Question

How does the law of universal gravitation apply to planet motion around the Sun?

Answer 1

Hint: Newton's law of general attraction is normally expressed as that each molecule pulls in each other molecule known to man with a power that is straightforwardly corresponding to the result of their masses and contrarily relative to the square of the distance between their focuses

Complete answer:
The law expresses that each point mass draws in each other point mass by power acting along the line crossing the two focuses.

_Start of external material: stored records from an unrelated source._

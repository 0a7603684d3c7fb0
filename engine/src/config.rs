//! Process-wide pricing constants
//!
//! Everything here is read-only configuration injected into the formulas so
//! they stay independently testable. `EngineConfig::default()` carries the
//! negotiated production values.

use crate::units::{CubicFeet, Miles, Millicents, Pound};
use serde::{Deserialize, Serialize};

/// A month/day boundary that repeats every calendar year
#[derive(Debug, Clone, Copy, PartialEq, Eq, Serialize, Deserialize)]
pub struct AnnualDate {
    pub month: u32,
    pub day: u32,
}

/// Read-only pricing constants shared by every formula
#[derive(Debug, Clone, PartialEq, Serialize, Deserialize)]
pub struct EngineConfig {
    /// First day of the annual peak period (inclusive)
    pub peak_start: AnnualDate,
    /// Last day of the annual peak period (inclusive)
    pub peak_end: AnnualDate,
    /// Minimum billable weight for domestic shipments
    pub min_domestic_weight: Pound,
    /// Minimum billable weight for international household-goods shipments
    pub min_international_weight: Pound,
    /// Minimum billable weight for international unaccompanied baggage
    pub min_ub_weight: Pound,
    /// Minimum billable crate volume
    pub min_crate_cubic_feet: CubicFeet,
    /// Minimum billable volume for external crates (international only)
    pub min_external_crate_cubic_feet: CubicFeet,
    /// Baseline diesel price the fuel surcharge is measured against
    pub base_diesel_fuel_price: Millicents,
    /// Distance at or under which SIT pickup/delivery uses the flat
    /// schedule-based rate instead of a per-mile one
    pub sit_short_distance_miles: Miles,
}

impl Default for EngineConfig {
    fn default() -> Self {
        Self {
            peak_start: AnnualDate { month: 5, day: 15 },
            peak_end: AnnualDate { month: 9, day: 30 },
            min_domestic_weight: Pound(500),
            min_international_weight: Pound(500),
            min_ub_weight: Pound(300),
            min_crate_cubic_feet: CubicFeet(4.0),
            min_external_crate_cubic_feet: CubicFeet(4.0),
            base_diesel_fuel_price: Millicents(250_000),
            sit_short_distance_miles: Miles(50),
        }
    }
}
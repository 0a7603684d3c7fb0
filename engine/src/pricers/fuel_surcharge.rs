//! Fuel surcharge pricer (FSC)

use crate::config::EngineConfig;
use crate::error::PricingError;
use crate::formulas::fuel::price_fuel_surcharge;
use crate::params::{names, ParamBag};
use crate::pricers::PriceResult;
use crate::repository::RateRepository;
use crate::units::{Miles, Millicents, Pound};

/// Shipment fuel surcharge, signed against the baseline diesel price
pub struct FuelSurchargePricer;

impl FuelSurchargePricer {
    pub fn price(
        &self,
        config: &EngineConfig,
        distance: Miles,
        weight: Pound,
        weight_based_distance_multiplier: f64,
        eia_fuel_price: Millicents,
        is_ppm: bool,
    ) -> Result<PriceResult, PricingError> {
        let (total, display_params) = price_fuel_surcharge(
            config,
            distance,
            weight,
            weight_based_distance_multiplier,
            eia_fuel_price,
            is_ppm,
        )?;
        Ok(PriceResult::new(total, display_params))
    }

    pub fn price_using_params(
        &self,
        _repo: &dyn RateRepository,
        config: &EngineConfig,
        params: &ParamBag,
    ) -> Result<PriceResult, PricingError> {
        let _actual_pickup_date = params.date_param(names::ACTUAL_PICKUP_DATE)?;
        let distance = params.miles_param(names::DISTANCE_ZIP)?;
        let weight = params.weight_param(names::WEIGHT_BILLED)?;
        let multiplier = params.decimal_param(names::FSC_WEIGHT_BASED_DISTANCE_MULTIPLIER)?;
        let eia_fuel_price = params.millicents_param(names::EIA_FUEL_PRICE)?;
        let is_ppm = params.optional_boolean_param(names::IS_PPM)?.unwrap_or(false);

        self.price(config, distance, weight, multiplier, eia_fuel_price, is_ppm)
    }
}
//! Parameter bag extraction tests
//!
//! Extraction failures must name the parameter and fire in the pricer's
//! fixed extraction order, before any validation or rate lookup.

use move_rate_engine::params::{names, ParamBag, ParamType};
use move_rate_engine::pricers::price_service_item;
use move_rate_engine::{
    Cents, CubicFeet, EngineConfig, InMemoryRateRepository, Market, PricingError, ServiceCode,
};

#[test]
fn test_missing_param_names_the_key() {
    let bag = ParamBag::new();
    let err = bag.string_param(names::CONTRACT_CODE).unwrap_err();
    assert_eq!(
        err.to_string(),
        "could not find param with key ContractCode"
    );
}

#[test]
fn test_type_mismatch_reports_declared_and_required() {
    let bag = ParamBag::new().with(names::WEIGHT_BILLED, ParamType::String, "4025");
    let err = bag.weight_param(names::WEIGHT_BILLED).unwrap_err();
    assert!(matches!(err, PricingError::ParamTypeMismatch { .. }));
    assert_eq!(
        err.to_string(),
        "param WeightBilled is declared as type STRING, expected INTEGER"
    );
}

#[test]
fn test_unparseable_value_reports_the_param() {
    let bag = ParamBag::new().with(names::WEIGHT_BILLED, ParamType::Integer, "heavy");
    let err = bag.weight_param(names::WEIGHT_BILLED).unwrap_err();
    assert!(matches!(err, PricingError::ParamParse { .. }));
    assert!(err.to_string().contains("WeightBilled"));
}

#[test]
fn test_date_format_is_iso() {
    let bag = ParamBag::new().with(names::REFERENCE_DATE, ParamType::Date, "03/11/2020");
    assert!(bag.date_param(names::REFERENCE_DATE).is_err());

    let bag = ParamBag::new().with(names::REFERENCE_DATE, ParamType::Date, "2020-03-11");
    let date = bag.date_param(names::REFERENCE_DATE).unwrap();
    assert_eq!(date.to_string(), "2020-03-11");
}

#[test]
fn test_timestamp_param_accepts_rfc3339() {
    let bag = ParamBag::new().with(
        names::MTO_AVAILABLE_TO_PRIME_AT,
        ParamType::Timestamp,
        "2020-06-05T10:00:00Z",
    );
    let ts = bag.timestamp_param(names::MTO_AVAILABLE_TO_PRIME_AT).unwrap();
    assert_eq!(ts.date().to_string(), "2020-06-05");
}

#[test]
fn test_boolean_param_accepts_both_capitalizations() {
    for value in ["true", "True"] {
        let bag = ParamBag::new().with(names::IS_PPM, ParamType::Boolean, value);
        assert!(bag.boolean_param(names::IS_PPM).unwrap());
    }
    let bag = ParamBag::new().with(names::IS_PPM, ParamType::Boolean, "yes");
    assert!(bag.boolean_param(names::IS_PPM).is_err());
}

#[test]
fn test_market_param_parses_codes() {
    let bag = ParamBag::new()
        .with(names::MARKET_ORIGIN, ParamType::String, "O")
        .with(names::MARKET_DEST, ParamType::String, "C");
    assert_eq!(bag.market_param(names::MARKET_ORIGIN).unwrap(), Market::Oconus);
    assert_eq!(bag.market_param(names::MARKET_DEST).unwrap(), Market::Conus);

    let bag = ParamBag::new().with(names::MARKET_ORIGIN, ParamType::String, "X");
    assert!(bag.market_param(names::MARKET_ORIGIN).is_err());
}

#[test]
fn test_cubic_feet_param_truncates_on_extraction() {
    let bag = ParamBag::new().with(names::CUBIC_FEET_BILLED, ParamType::Decimal, "10.009");
    assert_eq!(
        bag.cubic_feet_param(names::CUBIC_FEET_BILLED).unwrap(),
        CubicFeet(10.00)
    );
}

#[test]
fn test_optional_params_absent_and_present() {
    let bag = ParamBag::new();
    assert_eq!(bag.optional_boolean_param(names::IS_PPM).unwrap(), None);
    assert_eq!(
        bag.optional_cents_param(names::STANDALONE_CRATE_CAP).unwrap(),
        None
    );

    let bag = ParamBag::new()
        .with(names::IS_PPM, ParamType::Boolean, "False")
        .with(names::STANDALONE_CRATE_CAP, ParamType::Integer, "20000");
    assert_eq!(bag.optional_boolean_param(names::IS_PPM).unwrap(), Some(false));
    assert_eq!(
        bag.optional_cents_param(names::STANDALONE_CRATE_CAP).unwrap(),
        Some(Cents(20_000))
    );

    // present but malformed still fails
    let bag = ParamBag::new().with(names::IS_PPM, ParamType::Boolean, "maybe");
    assert!(bag.optional_boolean_param(names::IS_PPM).is_err());
}

#[test]
fn test_extraction_order_first_missing_param_wins() {
    // DLH extracts ContractCode, ReferenceDate, DistanceZip, WeightBilled,
    // ServiceAreaOrigin in that order; with everything absent the contract
    // code is reported first
    let repo = InMemoryRateRepository::new();
    let err = price_service_item(
        &repo,
        &EngineConfig::default(),
        ServiceCode::DLH,
        &ParamBag::new(),
    )
    .unwrap_err();
    assert_eq!(
        err.to_string(),
        "could not find param with key ContractCode"
    );

    let params = ParamBag::new().with(names::CONTRACT_CODE, ParamType::String, "TEST");
    let err =
        price_service_item(&repo, &EngineConfig::default(), ServiceCode::DLH, &params).unwrap_err();
    assert_eq!(
        err.to_string(),
        "could not find param with key ReferenceDate"
    );
}

#[test]
fn test_extraction_happens_before_validation() {
    // the weight param is malformed and the contract code is empty; the
    // parse failure fires first because extraction precedes validation
    let repo = InMemoryRateRepository::new();
    let params = ParamBag::new()
        .with(names::CONTRACT_CODE, ParamType::String, "")
        .with(names::REFERENCE_DATE, ParamType::Date, "2020-03-11")
        .with(names::DISTANCE_ZIP, ParamType::Integer, "1200")
        .with(names::WEIGHT_BILLED, ParamType::Integer, "not-a-number")
        .with(names::SERVICE_AREA_ORIGIN, ParamType::String, "004");

    let err =
        price_service_item(&repo, &EngineConfig::default(), ServiceCode::DLH, &params).unwrap_err();
    assert!(matches!(err, PricingError::ParamParse { .. }));
}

The power is relative to the result of the two masses, and conversely corresponding to the square of the distance between them.
The condition for widespread attraction in this manner takes the structure:
$F = G\dfrac{{{m_1}{m_2}}}{{{r^2}}}$
The gravitational forces which act among two objects are $F$, the object masses are ${m_1},{m_2}$, the distance between centers of their weights is $r$ and the gravitational constant is represented as $G$.
The Sun's gravitational power pulls on the planets which move opposite to this power consistently making a curved (in a perfect world round) way around the Sun.
Clarification:
We should utilize the Earth for instance:
As the Sun pulls the Earth towards it, the Earth moves rapidly (speed around \[30km/s\]) opposite to the power of gravity. These two powers make a resultant power pointed between the Sun and the Earth's way (we should simply say this $30$degrees). In this way, at all focuses around the Sun, the Earth will move at a $30$degree point, making a hover with sweep $r$ ($r = 93$million miles).

Note: Kepler's laws of planetary movement clarify how the planets moved around the sun yet not why. Newton filled in that hole by assuming there was power acting between the bodies that were moving around one another. Kepler's three laws of planetary movement permitted cosmologists to work out the situation of the planets later on dependent on information from past records.